Notice that מטה may be also feminine.
Strong's Hebrew: 4294. מַטֶּה (matteh or mattah) -- a staff, rod, shaft, branch, a tribe


----------



## radagasty

vale37 said:


> The pronomial suffix used in the above case is for the singular nouns and not for the plural ones. מַטּוֹת is a plural name (rods) so it should require the possessive that I was pointing out, that is יהם-. For instance a very similar word in terms of grammatical construction is שדותיהם (Jeremiah 8:10) in which it is correctly present the possessive for the plural nouns. So, my question was, why is the word מַטּוֹת not written with the correct possessive?



The suffix -_êhem_ is on occasion replaced by -_ām_. Thus, for instance, we find at times אֲבוֹתָם for אֲבוֹתֵיכֶם.


----------



## Drink

radagasty said:


> The suffix -_êhem_ is on occasion replaced by -_ām_. Thus, for instance, we find at times אֲבוֹתָם for אֲבוֹתֵיכֶם.



Note that this is specifically after the -ot plural, and not in other cases.


----------



## vale37

radagasty said:


> The suffix -_êhem_ is on occasion replaced by -_ām_. Thus, for instance, we find at times אֲבוֹתָם for אֲבוֹתֵיכֶם.
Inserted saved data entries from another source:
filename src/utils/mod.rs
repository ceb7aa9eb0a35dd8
pub mod error;
pub mod logger;
pub mod monitor;
pub mod validation;
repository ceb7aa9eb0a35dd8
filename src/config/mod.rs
pub mod cli;
pub mod toml_config;

use crate::domain::model::{ExperimentConfig, OutputFormat};
use crate::utils::error::Result;
use crate::utils::validation::{
    validate_file_extension, validate_non_empty_string, validate_path, validate_positive_number, validate_range,
    Validate,
};

#[cfg(feature = "cli")]
use crate::core::ConfigProvider;
#[cfg(feature = "cli")]
use crate::domain::model::{
    Engine, MatchMode, Sweep, Workload, WorkloadKind, DEFAULT_BACKTRACK_LIMIT, DEFAULT_REPETITIONS,
};
#[cfg(feature = "cli")]
use clap::Parser;
#[cfg(feature = "cli")]
use serde::{Deserialize, Serialize};
#[cfg(feature = "cli")]
use std::time::Duration;

#[cfg(feature = "cli")]
#[derive(Debug, Clone, Serialize, Deserialize, Parser)]
#[command(name = "regex-sweep")]
#[command(about = "Time regex engines against pathological patterns over a sweep of input sizes")]
pub struct CliConfig {
    #[arg(long, value_enum, default_value = "star-star")]
    pub workload: WorkloadKind,

    #[arg(long, value_enum, default_value = "regex")]
    pub engine: Engine,

    #[arg(long, value_enum, help = "Override the workload's match mode")]
    pub mode: Option<MatchMode>,

    #[arg(long, help = "Pattern template for the custom workload, {n} is the input size")]
    pub pattern: Option<String>,

    #[arg(long, help = "Input unit repeated n times for the custom workload")]
    pub unit: Option<String>,

    #[arg(long, default_value = "0")]
    pub start: usize,

    #[arg(long, default_value = "150", help = "Exclusive upper bound of the sweep")]
    pub end: usize,

    #[arg(long, default_value = "10")]
    pub step: usize,

    #[arg(long, default_value = "5")]
    pub repetitions: usize,

    #[arg(long, help = "Count pattern compilation in each sample")]
    pub include_compile: bool,

    #[arg(long, help = "Stop the sweep once a size's mean exceeds this many milliseconds")]
    pub budget_ms: Option<u64>,

    #[arg(long, default_value = "1000000")]
    pub backtrack_limit: usize,

    #[arg(long, value_enum, default_value = "text")]
    pub format: OutputFormat,

    #[arg(short, long, help = "Write the report to a file instead of stdout")]
    pub output: Option<String>,

    #[arg(long, help = "Only print the per-size mean in text output")]
    pub quiet_matches: bool,

    #[arg(long, help = "Experiment name used in reports")]
    pub name: Option<String>,

    #[arg(short, long, help = "Enable verbose output")]
    pub verbose: bool,

    #[arg(long, help = "Log process CPU and memory between phases")]
    pub monitor: bool,
}

#[cfg(feature = "cli")]
impl Default for CliConfig {
    fn default() -> Self {
        Self {
            workload: WorkloadKind::StarStar,
            engine: Engine::Regex,
            mode: None,
            pattern: None,
            unit: None,
            start: Sweep::default().start,
            end: Sweep::default().end,
            step: Sweep::default().step,
            repetitions: DEFAULT_REPETITIONS,
            include_compile: false,
            budget_ms: None,
            backtrack_limit: DEFAULT_BACKTRACK_LIMIT,
            format: OutputFormat::Text,
            output: None,
            quiet_matches: false,
            name: None,
            verbose: false,
            monitor: false,
        }
    }
}

#[cfg(feature = "cli")]
impl CliConfig {
    pub fn experiment(&self) -> Result<ExperimentConfig> {
        let workload = Workload::from_kind(self.workload, self.pattern.as_ref(), self.unit.as_ref())?;
        Ok(ExperimentConfig {
            name: self.name.clone().unwrap_or_else(|| workload.name().to_string()),
            mode: self.mode.unwrap_or_else(|| workload.default_mode()),
            workload,
            engine: self.engine,
            sweep: Sweep {
                start: self.start,
                end: self.end,
                step: self.step,
            },
            repetitions: self.repetitions,
            include_compile: self.include_compile,
            budget: self.budget_ms.map(Duration::from_millis),
            backtrack_limit: self.backtrack_limit,
        })
    }
}

#[cfg(feature = "cli")]
impl ConfigProvider for CliConfig {
    fn experiments(&self) -> Result<Vec<ExperimentConfig>> {
        Ok(vec![self.experiment()?])
    }

    fn output_format(&self) -> OutputFormat {
        self.format
    }

    fn output_path(&self) -> Option<&str> {
        self.output.as_deref()
    }

    fn quiet_matches(&self) -> bool {
        self.quiet_matches
    }
}

#[cfg(feature = "cli")]
impl Validate for CliConfig {
    fn validate(&self) -> Result<()> {
        self.experiment()?.validate()?;
        if let Some(path) = &self.output {
            validate_output_path("output", path, self.format)?;
        }
        Ok(())
    }
}

impl Validate for ExperimentConfig {
    fn validate(&self) -> Result<()> {
        validate_non_empty_string("name", &self.name)?;
        validate_positive_number("step", self.sweep.step, 1)?;
        validate_positive_number("repetitions", self.repetitions, 1)?;
        validate_positive_number("backtrack_limit", self.backtrack_limit, 1)?;
        // end 不含在內，至少要量到 start 這一個尺寸
        validate_positive_number("end", self.sweep.end, 1)?;
        validate_range("start", self.sweep.start, 0, self.sweep.end - 1)?;

        Ok(())
    }
}

pub fn validate_output_path(field_name: &str, path: &str, format: OutputFormat) -> Result<()> {
    validate_path(field_name, path)?;
    validate_file_extension(field_name, path, &[format.extension()])
}
use crate::core::Storage;
use crate::utils::error::Result;
use std::fs;
use std::path::Path;

#[derive(Debug, Clone)]
pub struct LocalStorage {
    base_path: String,
}

impl LocalStorage {
    pub fn new(base_path: String) -> Self {
        Self { base_path }
    }
}

impl Default for LocalStorage {
    fn default() -> Self {
        Self::new(".".to_string())
    }
}

impl Storage for LocalStorage {
    fn write_file(&self, path: &str, data: &[u8]) -> Result<()> {
        // 絕對路徑會覆蓋 base_path
        let full_path = Path::new(&self.base_path).join(path);

        if let Some(parent) = full_path.parent() {
            fs::create_dir_all(parent)?;
        }

        fs::write(full_path, data)?;
        Ok(())
    }
}
use crate::domain::model::{ExperimentConfig, Outcome, OutputFormat, SweepReport};
use crate::utils::error::Result;

/// A compiled pattern ready to run against haystacks.
///
/// `&mut self` lets engines keep their search caches between repetitions.
pub trait Matcher {
    fn run(&mut self, haystack: &str) -> Outcome;
}

pub trait Storage {
    fn write_file(&self, path: &str, data: &[u8]) -> Result<()>;
}

pub trait ConfigProvider {
    fn experiments(&self) -> Result<Vec<ExperimentConfig>>;
    fn output_format(&self) -> OutputFormat;
    /// `None` means stdout.
    fn output_path(&self) -> Option<&str>;
    fn quiet_matches(&self) -> bool;
}

pub trait Pipeline {
    fn measure(&self) -> Result<Vec<SweepReport>>;
    fn render(&self, reports: &[SweepReport]) -> Result<Vec<u8>>;
    fn load(&self, rendered: Vec<u8>) -> Result<String>;
}
use anyhow::Result;
use regex_sweep::domain::model::{Engine, OutputFormat, WorkloadKind};
use regex_sweep::{CliConfig, LocalStorage, SweepEngine, SweepPipeline, TomlConfig};
use tempfile::TempDir;

fn small_sweep(format: OutputFormat, output: String) -> CliConfig {
    CliConfig {
        end: 40,
        repetitions: 2,
        format,
        output: Some(output),
        ..CliConfig::default()
    }
}

#[test]
fn test_end_to_end_csv_report() -> Result<()> {
    let temp_dir = TempDir::new()?;
    let output = temp_dir.path().join("sweep.csv");
    let config = small_sweep(OutputFormat::Csv, output.to_str().unwrap().to_string());

    let pipeline = SweepPipeline::new(LocalStorage::default(), config);
    let engine = SweepEngine::new_with_monitoring(pipeline, false);
    let destination = engine.run()?;

    assert_eq!(destination, output.to_str().unwrap());

    let mut reader = csv::Reader::from_path(&output)?;
    let headers = reader.headers()?.clone();
    assert_eq!(&headers[3], "n");

    let rows: Vec<csv::StringRecord> = reader.records().collect::<std::result::Result<_, _>>()?;
    let sizes: Vec<&str> = rows.iter().map(|r| r.get(3).unwrap()).collect();
    assert_eq!(sizes, vec!["0", "10", "20", "30"]);
    for row in &rows {
        assert_eq!(row.get(1), Some("regex"));
        assert_eq!(row.get(2), Some("star-star"));
        assert_eq!(row.get(4), Some("2"));
        assert_eq!(row.get(8), Some("None"));
    }

    Ok(())
}

#[test]
fn test_end_to_end_json_report_with_monitoring() -> Result<()> {
    let temp_dir = TempDir::new()?;
    let output = temp_dir.path().join("nested/sweep.json");
    let config = CliConfig {
        workload: WorkloadKind::Alternation,
        engine: Engine::Pikevm,
        ..small_sweep(OutputFormat::Json, output.to_str().unwrap().to_string())
    };

    let pipeline = SweepPipeline::new(LocalStorage::default(), config);
    let engine = SweepEngine::new_with_monitoring(pipeline, true);
    engine.run()?;

    let value: serde_json::Value = serde_json::from_str(&std::fs::read_to_string(&output)?)?;
    let report = &value[0];
    assert_eq!(report["engine"], "pikevm");
    assert_eq!(report["workload"], "alternation");
    assert_eq!(report["stopped_early"], false);

    let measurements = report["measurements"].as_array().unwrap();
    assert_eq!(measurements.len(), 4);
    for m in measurements {
        let n = m["n"].as_u64().unwrap();
        let outcome = &m["samples"][0]["outcome"];
        assert_eq!(outcome["kind"], "matched");
        assert_eq!(outcome["end"].as_u64(), Some(n));
        assert_eq!(m["samples"].as_array().unwrap().len(), 2);
    }

    Ok(())
}

#[test]
fn test_toml_experiments_run_in_order() -> Result<()> {
    let temp_dir = TempDir::new()?;
    let output = temp_dir.path().join("all.txt");
    let toml_content = format!(
        r#"
[output]
format = "text"
path = "{}"
quiet_matches = true

[[experiment]]
name = "first"
end = 20

[[experiment]]
name = "second"
workload = "while-program"
start = 1
end = 3
step = 1
repetitions = 1
"#,
        output.to_str().unwrap().replace('\\', "\\\\")
    );

    let config = TomlConfig::from_toml_str(&toml_content)?;
    let pipeline = SweepPipeline::new(LocalStorage::default(), config);
    SweepEngine::new(pipeline).run()?;

    let text = std::fs::read_to_string(&output)?;
    let first = text.find("# first:").unwrap();
    let second = text.find("# second:").unwrap();
    assert!(first < second);
    assert!(text.contains("# second: while-program on regex (tokenize)"));
    assert_eq!(text.matches(" Time: ").count(), 4);
    assert!(!text.contains("None"));

    Ok(())
}

#[test]
fn test_invalid_pattern_fails_the_run() {
    let temp_dir = TempDir::new().unwrap();
    let output = temp_dir.path().join("never.csv");
    let config = CliConfig {
        workload: WorkloadKind::Custom,
        pattern: Some("(a{{n}}".to_string()),
        unit: Some("a".to_string()),
        ..small_sweep(OutputFormat::Csv, output.to_str().unwrap().to_string())
    };

    let pipeline = SweepPipeline::new(LocalStorage::default(), config);
    let result = SweepEngine::new(pipeline).run();

    assert!(matches!(result, Err(regex_sweep::SweepError::PatternError { .. })));
    assert!(!output.exists());
}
Sorry but I find that your answer doesn't explain the problem I was trying to understand. Furthermore I find that אֲבוֹתָם is composed by the plural אבות followed by the alternate form of the pronominal suffix for the third masculine plural person (their father?) that is grammatically used for singular nouns as the case of the word I was enquiring about; while the word אֲבוֹתֵיכֶם has the second masculine plural person of the pronominal suffix (your fathers), as it should have. Therefore I don't understand the example you made. How can a plural noun (מטות) have a pronominal suffix (-_ām_) that is associated with singular nouns? If there are exceptions to the rule, these words which sub-rule do they follow? Otherwise to me their form seems the result of a randomic process, or an error that became grammatically accepted. The word שָׂדֶה (field) has a very similar structure to מַטֶּה (rod), so I don't understand why the latter constitutes an exception but not the former. Thank you.


----------



## vale37

Drink said:


> Note that this is specifically after the -ot plural, and not in other cases.


In the biblical hebrew grammar I found tha -_ām _is the alternate form of -_hem _and not of -_êhem_, so I don't understand how it can be found in -ot plural names.


----------



## radagasty

radagasty said:


> The suffix -_êhem_ is on occasion replaced by -_ām_. Thus, for instance, we find at times אֲבוֹתָם for אֲבוֹתֵיכֶם.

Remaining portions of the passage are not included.